Our results support the addition of systematic biopsies to targeted biopsies in men with a higher risk of cancer findings on targeted biopsies (e.g. PI-RADS ≥ 4), giving additional staging information before treatment decisions (e.g. information on contralateral cancer) are made. Despite being out of the scope of this study, adding systematic biopsies to targeted might also limit the risk of over-assessment of disease risk associated with a targeted-only approach to prostate biopsy [21].

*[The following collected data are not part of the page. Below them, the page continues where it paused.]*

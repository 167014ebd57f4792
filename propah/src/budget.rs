use serde::{Deserialize, Serialize};
use terrain::C;

/// Returns free space path loss (dB) over `distance_m` at `freq_ghz`.
///
/// Both arguments must be positive.
#[inline]
pub fn fspl_db(freq_ghz: C, distance_m: C) -> C {
    32.44 + 20.0 * (freq_ghz * 1e3).log10() + 20.0 * (distance_m / 1e3).log10()
}

/// Radio parameters of a link.
#[derive(Debug, Clone, Copy, PartialEq, Serialize, Deserialize)]
pub struct LinkBudget {
    pub freq_ghz: C,
    pub tx_power_dbm: C,
    /// Receiver sensitivity.
    pub rx_threshold_dbm: C,
    /// Extra loss budgeted for fading.
    pub reliability_db: C,
}

/// Loss and margin of a single link.
#[derive(Debug, Clone, Copy, PartialEq, Serialize, Deserialize)]
pub struct LinkMargin {
    pub fspl_db: C,
    /// Free space, diffraction, foliage and reliability losses.
    pub total_loss_db: C,
    pub rx_dbm: C,
    /// Received power above the receiver threshold.
    pub margin_db: C,
}

impl LinkBudget {
    /// Returns the largest possible margin, `tx_power - rx_threshold`.
    pub fn max_allowed_loss_db(&self) -> C {
        self.tx_power_dbm - self.rx_threshold_dbm
    }

    /// Returns the margin over `distance_m` given the profile's
    /// diffraction and foliage losses.
    #[inline]
    pub fn evaluate(&self, distance_m: C, diffraction_db: C, foliage_db: C) -> LinkMargin {
        let fspl_db = fspl_db(self.freq_ghz, distance_m);
        let total_loss_db = fspl_db + diffraction_db + foliage_db + self.reliability_db;
        let rx_dbm = self.tx_power_dbm - total_loss_db;
        LinkMargin {
            fspl_db,
            total_loss_db,
            rx_dbm,
            margin_db: rx_dbm - self.rx_threshold_dbm,
        }
    }
}

#[cfg(test)]
mod tests {
    use super::{fspl_db, LinkBudget};
    use approx::assert_relative_eq;

    const BUDGET: LinkBudget = LinkBudget {
        freq_ghz: 0.868,
        tx_power_dbm: 14.0,
        rx_threshold_dbm: -137.0,
        reliability_db: 0.0,
    };

    #[test]
    fn test_fspl() {
        assert_relative_eq!(fspl_db(1.0, 1_000.0), 32.44 + 60.0, epsilon = 1e-9);
        assert_relative_eq!(fspl_db(0.868, 5_000.0), 105.19, epsilon = 0.01);
        // Doubling distance costs 6 dB.
        assert_relative_eq!(
            fspl_db(2.4, 2_000.0) - fspl_db(2.4, 1_000.0),
            20.0 * 2.0_f64.log10(),
            epsilon = 1e-9
        );
    }

    #[test]
    fn test_flat_5km_is_covered() {
        let margin = BUDGET.evaluate(5_000.0, 0.0, 0.0);
        assert_relative_eq!(margin.fspl_db, 105.19, epsilon = 0.01);
        assert_relative_eq!(margin.total_loss_db, margin.fspl_db, epsilon = 1e-9);
        assert_relative_eq!(margin.rx_dbm, 14.0 - margin.fspl_db, epsilon = 1e-9);
        assert_relative_eq!(margin.margin_db, 151.0 - margin.fspl_db, epsilon = 1e-9);
        assert!(margin.margin_db > 0.0);
    }

    #[test]
    fn test_losses_reduce_margin() {
        let clear = BUDGET.evaluate(2_000.0, 0.0, 0.0);
        let lossy = LinkBudget {
            reliability_db: 10.0,
            ..BUDGET
        }
        .evaluate(2_000.0, 27.4, 3.5);
        assert_relative_eq!(clear.margin_db - lossy.margin_db, 40.9, epsilon = 1e-9);
        assert_eq!(BUDGET.max_allowed_loss_db(), 151.0);
    }
}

Our study has several strengths. First, this multicentre, prospective study used a paired design and was specifically designed to study the real-life performance of targeted biopsies. We used a structured and high-quality short radiology protocol developed for the early detection of prostate cancer and highly experienced uro-radiologists to ensure high radiological quality. However, there are also limitations. This pragmatic study performed in clinical practice included data from several clinical departments (urology/radiology/pathology/biobank/laboratory) in a complex logistic chain. MRI was executed with a bi-parametric protocol at 1.5T magnet field strength with a large proportion of PI-RADS 3 at three different sites in clinical practice with variable MRI experience between sites as described in the original study. Although the quality of the data was monitored continuously, some final data were missing. Second, the systematic biopsy were performed unblinded from the MRI results, possibly affecting the results of the systematic biopsies. Thirdly, one centre recently introduced soft-ware fusion-guided biopsies, and the learning curve for the procedure has previously been described [19]. Fourth, with the paired design of our study comes that any addition of biopsy needles in the diagnostic process (e.g. systematic biopsies) increases cancer detection. Finally, since only cancer finding, but not Gleason grading, was available in the data, conclusion from the analysis on laterality should be made with caution. The statistical significance of these findings is therefore strongly dependent on the study size, and the findings should be interpreted with caution. Finally, although it has previously been shown that TBx decreases disease misclassification [20], in the absence of prostatectomy specimens, the true disease prevalence is unknown.